部屋を開けると瞳がビックリした表情で加奈を見ていた。
「どうしたの加奈、怖い顔して」
加奈は、駅からここまでは走って帰ってきたので息切れしていた。肘を付いて大きく深呼吸をした後、目の前にいるあゆみを睨みつけた。あゆみは、加奈の顔を見ると覚悟を決めたような表情に変えた。
「あゆみお姉ちゃん、どうしてさっき、私を見て逃げたの」加奈は、開口一番にそのことを口にした。
「どうしたの加奈。いきなり」
「今日ね、帰りの電車にすっごく怖い男の人がいたの。そしたら、よく見るとその後ろにいたのよ、あゆみお姉ちゃんが。それだけじゃないわ。その人が電車を降りるときこれを落としていったの」
加奈は拾ったペンダントをあゆみに見せた。
「それ、お姉ちゃんのペンダント」
「いいえ。これはその電車の中にいたその怖い男の人が落として行ったものよ。でも、中を開けたらビックリしたわ」
加奈はペンダントを開け、それを瞳に見せた。
「これ、あゆみお姉ちゃんだ。その横の人は・・・」
「その横の人がそれを落として行ったのよ」
「この人、時々うちに来る人だわ」
「えっ。それ本当、瞳」
「うん。お姉ちゃんが死んでから一月ごとに来てるんだけどね、最近じゃ加奈が入院中に一回来たけど」
『どうやら加奈ちゃん、前にも私を京都で見ていたみたいだね』
あゆみが突然ディスプレーに書き込みをした。
「話してくれる。この人のこと」
しばらく沈黙が続いた。あゆみは、立石君と話していたときと同じ、悲しく、そして切ない目をしてディスプレーに書き込みを始めた。

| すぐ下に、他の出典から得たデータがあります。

//! Pursuit steering with a random wander component.
//!
//! Each adversary heads toward the player horizontally, blended with a
//! wander direction it resamples periodically. Altitude follows a slowly
//! drifting target through a first-order filter, and neighbours that come
//! too close push each other apart over several ticks.

use std::f32::consts::TAU;

use glam::Vec3;
use rand::Rng;

use skyfire_core::constants::TIME_EPSILON;

/// Input to the steering step for a single adversary.
pub struct SteeringContext {
    pub position: Vec3,
    /// Position being pursued (the player).
    pub target: Vec3,
    /// Current wander direction (horizontal unit vector).
    pub wander: Vec3,
    /// Weight of the wander direction, in [0, 1].
    pub wander_weight: f32,
    pub follow_speed: f32,
    /// Altitude the filter is pulling toward this tick.
    pub altitude_target: f32,
    pub altitude_follow_rate: f32,
    pub min_altitude: f32,
    pub dt: f32,
}

/// Output of the steering step, before separation is applied.
#[derive(Debug, Clone, Copy, PartialEq)]
pub struct SteeringUpdate {
    /// Unit horizontal movement direction (zero if there is nowhere to go).
    pub direction: Vec3,
    pub tentative_position: Vec3,
}

/// Compute the tentative next position of one adversary.
pub fn steer(ctx: &SteeringContext) -> SteeringUpdate {
    let pursue = pursuit_direction(ctx.position, ctx.target);
    let direction = blend_direction(pursue, ctx.wander, ctx.wander_weight);

    let mut tentative_position = ctx.position + direction * ctx.follow_speed * ctx.dt;
    tentative_position.y = altitude_step(
        ctx.position.y,
        ctx.altitude_target,
        ctx.altitude_follow_rate,
        ctx.dt,
        ctx.min_altitude,
    );

    SteeringUpdate {
        direction,
        tentative_position,
    }
}

/// Horizontal unit vector from `position` toward `target`, or zero when
/// they share a column.
pub fn pursuit_direction(position: Vec3, target: Vec3) -> Vec3 {
    let mut delta = target - position;
    delta.y = 0.0;
    delta.normalize_or_zero()
}

/// Weighted blend `pursue·(1−w) + wander·w`, renormalised.
pub fn blend_direction(pursue: Vec3, wander: Vec3, wander_weight: f32) -> Vec3 {
    let w = wander_weight.clamp(0.0, 1.0);
    (pursue * (1.0 - w) + wander * w).normalize_or_zero()
}

/// A uniformly random horizontal unit vector.
pub fn random_heading<R: Rng + ?Sized>(rng: &mut R) -> Vec3 {
    let angle: f32 = rng.gen_range(0.0..TAU);
    Vec3::new(angle.cos(), 0.0, angle.sin())
}

/// Whether the wander direction is due for a resample.
pub fn should_resample(now_secs: f64, last_resample_secs: f64, period_secs: f64) -> bool {
    now_secs - last_resample_secs >= period_secs - TIME_EPSILON
}

/// Slowly oscillating altitude target around an adversary's cruise altitude.
pub fn altitude_target(
    cruise_altitude: f32,
    variation: f32,
    frequency: f32,
    phase: f32,
    now_secs: f64,
) -> f32 {
    let t = (now_secs as f32) * frequency + phase;
    cruise_altitude + 0.5 * variation * t.sin()
}

/// First-order filter toward `target`, floored at `min_altitude`.
pub fn altitude_step(current: f32, target: f32, rate: f32, dt: f32, min_altitude: f32) -> f32 {
    let alpha = 1.0 - (-rate * dt).exp();
    let next = current + (target - current) * alpha;
    next.max(min_altitude)
}

/// Soft separation push for an adversary at `position`.
///
/// Sums unit vectors pointing away from every neighbour closer than
/// `min_separation`, normalises the sum and scales it by `strength·dt`.
/// Neighbours at (almost) the same point contribute nothing.
pub fn separation_offset(
    position: Vec3,
    neighbors: impl IntoIterator<Item = Vec3>,
    min_separation: f32,
    strength: f32,
    dt: f32,
) -> Vec3 {
    let mut push = Vec3::ZERO;
    for other in neighbors {
        let away = position - other;
        let distance = away.length();
        if distance < min_separation && distance > 1e-4 {
            push += away / distance;
        }
    }
    push.normalize_or_zero() * strength * dt
}
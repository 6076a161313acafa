//! Logging setup for the runner.
//!
//! `RUST_LOG` takes precedence; otherwise the level given on the command
//! line applies. Output is compact text, or one JSON object per line.

use tracing::Level;
use tracing_subscriber::util::TryInitError;
use tracing_subscriber::{fmt, layer::SubscriberExt, util::SubscriberInitExt, EnvFilter, Registry};

#[derive(Debug, Clone)]
pub struct LogConfig {
    pub level: Level,
    pub json: bool,
}

impl Default for LogConfig {
    fn default() -> Self {
        Self {
            level: Level::INFO,
            json: false,
        }
    }
}

/// Install the global subscriber. Fails if one is already installed.
pub fn init_logging(config: &LogConfig) -> Result<(), TryInitError> {
    let env_filter = EnvFilter::try_from_default_env()
        .or_else(|_| EnvFilter::try_new(config.level.to_string()))
        .unwrap_or_else(|_| EnvFilter::new("info"));

    if config.json {
        Registry::default()
            .with(env_filter)
            .with(fmt::layer().with_target(true).json())
            .try_init()
    } else {
        Registry::default()
            .with(env_filter)
            .with(
                fmt::layer()
                    .with_target(true)
                    .with_thread_names(true)
                    .compact(),
            )
            .try_init()
    }
}

/// Parse a level name ("trace" … "error"), case-insensitively.
pub fn parse_log_level(level: &str) -> Result<Level, String> {
    match level.to_lowercase().as_str() {
        "trace" => Ok(Level::TRACE),
        "debug" => Ok(Level::DEBUG),
        "info" => Ok(Level::INFO),
        "warn" => Ok(Level::WARN),
        "error" => Ok(Level::ERROR),
        _ => Err(format!(
            "invalid log level '{level}', expected one of trace, debug, info, warn, error"
        )),
    }
}
use std::path::PathBuf;
use std::process::ExitCode;
use std::time::Duration;

use clap::Parser;
use tracing::{error, info, Level};

use skyfire_app::autopilot::Autopilot;
use skyfire_app::game_loop::{self, LoopSetup};
use skyfire_app::layout;
use skyfire_app::logging::{self, LogConfig};
use skyfire_app::runner;
use skyfire_app::state::{GameLoopCommand, RunnerState};
use skyfire_core::config::SimConfig;

/// Headless SKYFIRE flight-combat simulation.
#[derive(Parser, Debug)]
#[command(name = "skyfire", version, about)]
struct Cli {
    /// RNG seed, overriding the config file.
    #[arg(long)]
    seed: Option<u64>,

    /// Number of ticks to run.
    #[arg(long, default_value_t = 3600)]
    ticks: u64,

    /// JSON config file. Missing fields keep their defaults.
    #[arg(long, value_name = "FILE")]
    config: Option<PathBuf>,

    /// trace, debug, info, warn or error. RUST_LOG takes precedence.
    #[arg(long, default_value = "info", value_parser = logging::parse_log_level)]
    log_level: Level,

    /// Emit logs as JSON lines.
    #[arg(long)]
    log_json: bool,

    /// Run on the fixed-rate game loop thread instead of as fast as possible.
    #[arg(long)]
    realtime: bool,
}

fn main() -> ExitCode {
    let cli = Cli::parse();

    let log_config = LogConfig {
        level: cli.log_level,
        json: cli.log_json,
    };
    if let Err(err) = logging::init_logging(&log_config) {
        eprintln!("failed to initialise logging: {err}");
        return ExitCode::FAILURE;
    }

    let mut config = match &cli.config {
        Some(path) => match SimConfig::from_path(path) {
            Ok(config) => config,
            Err(err) => {
                error!(%err, "could not load config");
                return ExitCode::FAILURE;
            }
        },
        None => SimConfig::default(),
    };
    if let Some(seed) = cli.seed {
        config.seed = seed;
    }

    info!(seed = config.seed, ticks = cli.ticks, realtime = cli.realtime, "starting");
    let buildings = layout::city_grid(6, 6, 80.0, 250.0);

    let summary = if cli.realtime {
        let state = RunnerState::new();
        let setup = LoopSetup {
            config,
            buildings,
            input: Box::new(Autopilot::new()),
            max_ticks: Some(cli.ticks),
        };
        let (tx, handle) = game_loop::spawn_game_loop(setup, state.latest_snapshot.clone());
        if let Ok(mut slot) = state.command_tx.lock() {
            *slot = Some(tx);
        }

        while !handle.is_finished() {
            std::thread::sleep(Duration::from_secs(1));
            let Some(snapshot) = state.latest() else {
                continue;
            };
            info!(
                tick = snapshot.time.tick,
                score = snapshot.game.score,
                health = snapshot.game.player_health,
                "realtime progress"
            );
            if snapshot.status.is_terminal() {
                state.send(GameLoopCommand::Shutdown);
            }
        }

        match handle.join() {
            Ok(summary) => summary,
            Err(_) => {
                error!("game loop thread panicked");
                return ExitCode::FAILURE;
            }
        }
    } else {
        let mut engine = runner::build_engine(config, &buildings);
        runner::run_headless(&mut engine, &mut Autopilot::new(), cli.ticks)
    };

    summary.log();
    ExitCode::SUCCESS
}
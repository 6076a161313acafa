//! Explosion effects: a fixed-lifetime visual with a linear decay.
//!
//! An effect reports its own completion exactly once through the callback
//! passed to [`advance`]; that is the only channel back to its owner.

use glam::Vec3;

use skyfire_core::components::ExplosionEffect;

pub fn new_explosion(position: Vec3, lifetime: f32) -> ExplosionEffect {
    ExplosionEffect {
        position,
        age: 0.0,
        lifetime: lifetime.max(f32::EPSILON),
        completed: false,
    }
}

/// 1.0 at birth, falling linearly to 0.0 at the end of the lifetime.
pub fn intensity(effect: &ExplosionEffect) -> f32 {
    (1.0 - effect.age / effect.lifetime).clamp(0.0, 1.0)
}

/// Age the effect and fire `on_complete` on the tick it runs out.
pub fn advance(effect: &mut ExplosionEffect, dt: f32, on_complete: impl FnOnce(&ExplosionEffect)) {
    if effect.completed {
        return;
    }
    effect.age += dt.max(0.0);
    if effect.age >= effect.lifetime {
        effect.completed = true;
        on_complete(effect);
    }
}

#[cfg(test)]
mod tests {
    use super::*;

    use skyfire_core::constants::EXPLOSION_LIFETIME_SECS;

    #[test]
    fn test_intensity_decays_linearly() {
        let mut e = new_explosion(Vec3::ZERO, EXPLOSION_LIFETIME_SECS);
        assert_eq!(intensity(&e), 1.0);
        advance(&mut e, 0.3, |_| {});
        assert!((intensity(&e) - 0.5).abs() < 1e-5);
    }

    #[test]
    fn test_completion_reported_once() {
        let mut e = new_explosion(Vec3::ONE, EXPLOSION_LIFETIME_SECS);
        let mut reports = 0;
        for _ in 0..20 {
            advance(&mut e, 0.1, |_| reports += 1);
        }
        assert_eq!(reports, 1);
        assert!(e.completed);
        assert_eq!(intensity(&e), 0.0);
    }

    #[test]
    fn test_not_complete_before_lifetime() {
        let mut e = new_explosion(Vec3::ZERO, EXPLOSION_LIFETIME_SECS);
        let mut done = false;
        advance(&mut e, 0.5, |_| done = true);
        assert!(!done);
    }
}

『ごめんなさい、今は、まだ書けないわ、まだ気持ちの整理がつかないの』
「だったら、これだけ教えて。どうしてあゆみお姉ちゃん、あの人の側にいたの」
あゆみは再び沈黙していた。あゆみはある文字を映し出すと涙を浮かべ逃げる様に消えて行ってしまった。
「待って、あゆみお姉ちゃん」
加奈は、あゆみを追いかけたが、すでにあゆみは夜の街へと飛んで行っていった。
―――あゆみお姉ちゃん―――
「加奈、これ見てよ、早く」
加奈は、瞳がせかせるのですぐにディスプレーの前にもどり映し出された文字を読んだ。そこには、あゆみが涙をこらえて書いた文字が映し出されていた。

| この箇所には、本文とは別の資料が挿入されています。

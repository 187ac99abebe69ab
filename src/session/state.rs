use crate::{
    assets::{
        decode::check_image_mime,
        gallery::{Gallery, SlotStatus},
        loader::{LoadCompletion, LoadTarget},
        raster::{ImageFile, PreparedImage},
    },
    compose::{
        compositor::{
            BackgroundRaster, CompositeResult, OverlayFailurePolicy, compose, render_preview,
        },
        save::SaveSink,
    },
    config::EditorConfig,
    foundation::{
        core::Point,
        error::{OverlayerError, OverlayerResult},
    },
    geometry::{mapper::ContainerBounds, transform::OverlayTransform},
    interaction::{
        controller::{ControllerState, InteractionController},
        gesture::{Affordance, CursorHint, GestureKind, PointerInput},
        view::{OverlayStyle, OverlayView},
    },
};

/// The overlay currently placed on the background.
#[derive(Clone, Debug, PartialEq)]
pub struct ActiveOverlay {
    /// Gallery slot it was chosen from.
    pub slot: usize,
    /// Asset path at selection time.
    pub path: String,
    pub transform: OverlayTransform,
    /// Height still follows the asset's aspect once it decodes.
    auto_height: bool,
}

/// What an export handed to the save collaborator.
#[derive(Clone, Debug, PartialEq, Eq)]
pub struct ExportReceipt {
    pub file_name: String,
    pub width: u32,
    pub height: u32,
    pub byte_len: usize,
    pub overlay_included: bool,
}

/// Everything one editing session owns: background, gallery, active overlay
/// and the gesture controller.
///
/// All mutation goes through `&mut self`; decodes finish elsewhere and come
/// back through [`EditorSession::apply_completion`].
#[derive(Clone, Debug)]
pub struct EditorSession {
    config: EditorConfig,
    background: Option<BackgroundRaster>,
    gallery: Gallery,
    overlay: Option<ActiveOverlay>,
    controller: InteractionController,
}

impl EditorSession {
    pub fn new(config: EditorConfig) -> OverlayerResult<Self> {
        config.validate()?;
        let gallery = Gallery::new(config.gallery.clone(), config.cheat_code.clone());
        let controller = InteractionController::new(config.controller_settings());
        Ok(Self {
            config,
            background: None,
            gallery,
            overlay: None,
            controller,
        })
    }

    pub fn config(&self) -> &EditorConfig {
        &self.config
    }

    pub fn background(&self) -> Option<&BackgroundRaster> {
        self.background.as_ref()
    }

    pub fn gallery(&self) -> &Gallery {
        &self.gallery
    }

    pub(crate) fn gallery_mut(&mut self) -> &mut Gallery {
        &mut self.gallery
    }

    pub fn overlay(&self) -> Option<&ActiveOverlay> {
        self.overlay.as_ref()
    }

    pub fn transform(&self) -> Option<&OverlayTransform> {
        self.overlay.as_ref().map(|o| &o.transform)
    }

    pub fn controller_state(&self) -> ControllerState {
        self.controller.state()
    }

    /// Raster of the active overlay, when its slot has decoded.
    pub fn overlay_raster(&self) -> Option<&PreparedImage> {
        let overlay = self.overlay.as_ref()?;
        self.gallery.slot(overlay.slot).ok()?.image()
    }

    /// Gate for uploads: only `image/*` files are decoded.
    pub fn accept_background_file(&self, file: &ImageFile) -> OverlayerResult<()> {
        check_image_mime(&file.mime).inspect_err(|_| {
            tracing::debug!(name = %file.name, mime = %file.mime, "rejected non-image upload");
        })
    }

    /// Apply a finished decode. Background failures are returned and leave
    /// the previous background in place; gallery failures only mark the slot
    /// inert.
    #[tracing::instrument(
        skip(self, completion),
        fields(ticket = completion.ticket.0, target = ?completion.target)
    )]
    pub fn apply_completion(&mut self, completion: LoadCompletion) -> OverlayerResult<()> {
        let LoadCompletion {
            ticket,
            target,
            label,
            result,
        } = completion;

        match target {
            LoadTarget::Background => {
                let image = result?;
                let bg = BackgroundRaster::fit(image, self.config.container, label)?;
                tracing::debug!(
                    native_w = bg.image.width,
                    native_h = bg.image.height,
                    display_w = bg.display_size().width,
                    display_h = bg.display_size().height,
                    "background replaced"
                );
                self.background = Some(bg);
                Ok(())
            }
            LoadTarget::GallerySlot(index) => {
                let aspect = match self.gallery.apply_completion(index, ticket, result)? {
                    SlotStatus::Ready(img) => Some(img.aspect()),
                    SlotStatus::Pending | SlotStatus::Inert(_) => None,
                };
                if let (Some(aspect), Some(overlay)) = (aspect, self.overlay.as_mut())
                    && overlay.slot == index
                    && overlay.auto_height
                {
                    overlay.transform.height = overlay.transform.width * aspect;
                    overlay.auto_height = false;
                }
                Ok(())
            }
        }
    }

    /// Make gallery slot `index` the active overlay with a fresh default
    /// transform. Returns `false` (and changes nothing) for inert slots.
    pub fn select_overlay(&mut self, index: usize) -> OverlayerResult<bool> {
        let slot = self.gallery.slot(index)?;
        if slot.is_inert() {
            tracing::warn!(
                index,
                path = %slot.entry.path,
                "ignoring selection of inert gallery slot"
            );
            return Ok(false);
        }

        let aspect = slot.image().map(PreparedImage::aspect);
        let transform =
            OverlayTransform::reset_with_aspect(self.config.default_overlay_width_px, aspect);
        let path = slot.entry.path.clone();

        self.controller.reset();
        tracing::debug!(index, %path, "overlay selected");
        self.overlay = Some(ActiveOverlay {
            slot: index,
            path,
            transform,
            auto_height: aspect.is_none(),
        });
        Ok(true)
    }

    /// Remove the overlay (the element is hidden again). Any gesture in
    /// flight is dropped.
    pub fn clear_overlay(&mut self) {
        self.controller.reset();
        self.overlay = None;
    }

    /// Refit the background to new container bounds. The overlay keeps its
    /// display-space transform.
    pub fn resize_container(&mut self, bounds: ContainerBounds) -> OverlayerResult<()> {
        bounds.validate()?;
        if let Some(bg) = self.background.take() {
            let name = bg.name.clone();
            match BackgroundRaster::fit(bg.image.clone(), bounds, name) {
                Ok(refit) => self.background = Some(refit),
                Err(e) => {
                    self.background = Some(bg);
                    return Err(e);
                }
            }
        }
        self.config.container = bounds;
        Ok(())
    }

    pub fn pointer_down(&mut self, affordance: Affordance, input: PointerInput) -> ControllerState {
        match self.overlay.as_ref() {
            Some(o) => self.controller.pointer_down(affordance, input, &o.transform),
            None => self.controller.state(),
        }
    }

    pub fn pointer_move(&mut self, input: PointerInput, view: &mut dyn OverlayView) -> bool {
        let Some(overlay) = self.overlay.as_mut() else {
            return false;
        };
        let changed = self
            .controller
            .pointer_move(input, &mut overlay.transform, view);
        if changed && self.controller.state() == ControllerState::Resizing {
            overlay.auto_height = false;
        }
        changed
    }

    pub fn pointer_up(&mut self) -> Option<GestureKind> {
        self.controller.pointer_up()
    }

    pub fn cursor_hint(&self, p: Point) -> CursorHint {
        match self.overlay.as_ref() {
            Some(o) => self.controller.cursor_hint(p, &o.transform),
            None => CursorHint::Default,
        }
    }

    /// Current inline style of the overlay element, if one is shown.
    pub fn overlay_style(&self) -> Option<OverlayStyle> {
        self.transform().map(OverlayStyle::from)
    }

    /// Flatten at native resolution, applying the overlay failure policy.
    pub fn compose(&self) -> OverlayerResult<CompositeResult> {
        let (result, _) = self.compose_inner()?;
        Ok(result)
    }

    fn compose_inner(&self) -> OverlayerResult<(CompositeResult, bool)> {
        let Some(bg) = self.background.as_ref() else {
            tracing::debug!("export refused: no background");
            return Err(OverlayerError::NoBackground);
        };

        let Some(overlay) = self.overlay.as_ref() else {
            return Ok((compose(Some(bg), None, &OverlayTransform::default())?, false));
        };

        match self.overlay_raster() {
            Some(img) => Ok((compose(Some(bg), Some(img), &overlay.transform)?, true)),
            None => match self.config.overlay_failure {
                OverlayFailurePolicy::FallbackToBackground => {
                    tracing::warn!(
                        slot = overlay.slot,
                        path = %overlay.path,
                        "overlay raster unavailable, exporting background only"
                    );
                    Ok((compose(Some(bg), None, &overlay.transform)?, false))
                }
                OverlayFailurePolicy::Fail => Err(OverlayerError::overlay_unavailable(format!(
                    "'{}' (slot {}) is not decoded",
                    overlay.path, overlay.slot
                ))),
            },
        }
    }

    /// What the display surface shows right now.
    pub fn preview(&self) -> OverlayerResult<CompositeResult> {
        let bg = self.background.as_ref().ok_or(OverlayerError::NoBackground)?;
        let overlay = self
            .overlay
            .as_ref()
            .and_then(|o| self.overlay_raster().map(|img| (img, &o.transform)));
        render_preview(bg, overlay)
    }

    /// Compose, encode as PNG and hand the bytes to `sink` under the
    /// configured file name.
    #[tracing::instrument(skip_all)]
    pub fn export(&self, sink: &mut dyn SaveSink) -> OverlayerResult<ExportReceipt> {
        let (result, overlay_included) = self.compose_inner()?;
        let png = result.encode_png()?;
        sink.save(&self.config.export_file_name, &png)?;
        Ok(ExportReceipt {
            file_name: self.config.export_file_name.clone(),
            width: result.width,
            height: result.height,
            byte_len: png.len(),
            overlay_included,
        })
    }
}

#[cfg(test)]
#[path = "../../tests/unit/session/state.rs"]
mod tests;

『だって、あいつのことが心配なんだもん、あいつ、私が死んでから自暴自棄になってて、何時自殺してもおかしくないんだもん』
加奈が読み終わった瞬間、ディスプレーの電源が落ちた。
―――自殺。あの人が、でも自暴自棄になってることは確かかも―――
加奈は、開けっ放しの窓から町を見つめていた。すでにあゆみはどこかに飛び去り消えていた。

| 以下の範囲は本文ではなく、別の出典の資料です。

use std::sync::Arc;

use crate::foundation::{
    core::PixelSize,
    error::{OverlayerError, OverlayerResult},
};

#[derive(Clone, Debug)]
/// Decoded raster in premultiplied RGBA8 form, ready to draw.
pub struct PreparedImage {
    /// Width in pixels.
    pub width: u32,
    /// Height in pixels.
    pub height: u32,
    /// Pixel bytes in row-major premultiplied RGBA8.
    pub rgba8_premul: Arc<Vec<u8>>,
}

impl PreparedImage {
    /// Wrap premultiplied bytes, checking the length against the extent.
    pub fn from_premul(width: u32, height: u32, rgba8_premul: Vec<u8>) -> OverlayerResult<Self> {
        let size = PixelSize::new(width, height)?;
        if rgba8_premul.len() != size.byte_len_rgba8() {
            return Err(OverlayerError::validation(
                "prepared image byte length mismatch",
            ));
        }
        Ok(Self {
            width,
            height,
            rgba8_premul: Arc::new(rgba8_premul),
        })
    }

    /// Single-color raster; handy for placeholders and tests.
    pub fn solid(width: u32, height: u32, premul: [u8; 4]) -> OverlayerResult<Self> {
        let size = PixelSize::new(width, height)?;
        let mut bytes = Vec::with_capacity(size.byte_len_rgba8());
        for _ in 0..(width as usize * height as usize) {
            bytes.extend_from_slice(&premul);
        }
        Self::from_premul(width, height, bytes)
    }

    pub fn size(&self) -> PixelSize {
        PixelSize {
            width: self.width,
            height: self.height,
        }
    }

    /// Height over width.
    pub fn aspect(&self) -> f64 {
        self.size().aspect()
    }

    pub fn pixel(&self, x: u32, y: u32) -> Option<[u8; 4]> {
        if x >= self.width || y >= self.height {
            return None;
        }
        let idx = (y as usize * self.width as usize + x as usize) * 4;
        let px = self.rgba8_premul.get(idx..idx + 4)?;
        Some([px[0], px[1], px[2], px[3]])
    }
}

/// An uploaded file as the browser hands it over.
#[derive(Clone, Debug)]
pub struct ImageFile {
    pub name: String,
    pub mime: String,
    pub bytes: Arc<Vec<u8>>,
}

impl ImageFile {
    pub fn new(name: impl Into<String>, mime: impl Into<String>, bytes: Vec<u8>) -> Self {
        Self {
            name: name.into(),
            mime: mime.into(),
            bytes: Arc::new(bytes),
        }
    }

    /// Build from a path on disk, guessing the MIME type from the extension.
    pub fn read(path: &std::path::Path) -> OverlayerResult<Self> {
        use anyhow::Context as _;

        let bytes =
            std::fs::read(path).with_context(|| format!("read image file '{}'", path.display()))?;
        let name = path
            .file_name()
            .map(|n| n.to_string_lossy().into_owned())
            .unwrap_or_default();
        Ok(Self::new(name, mime_for_path(path), bytes))
    }
}

/// Best-effort MIME type from a file extension, `application/octet-stream`
/// when the extension is not a known image format.
pub fn mime_for_path(path: &std::path::Path) -> String {
    image::ImageFormat::from_path(path)
        .map(|f| f.to_mime_type().to_string())
        .unwrap_or_else(|_| "application/octet-stream".to_string())
}
pub(crate) mod decode;
pub(crate) mod gallery;
pub(crate) mod loader;
pub(crate) mod raster;
pub(crate) mod source;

「どういうことなの、加奈。私、話の内容がぜんぜん見えないわ」
「私にも解らないわ。けど解っていることは、これは私の推測なんだけどね、あの男の人、あゆみお姉ちゃんの死に何か関係あると思うの」
加奈は、夜風に当たり、今までの出来事を整理した。そして、今日一日の出来事を瞳に説明した。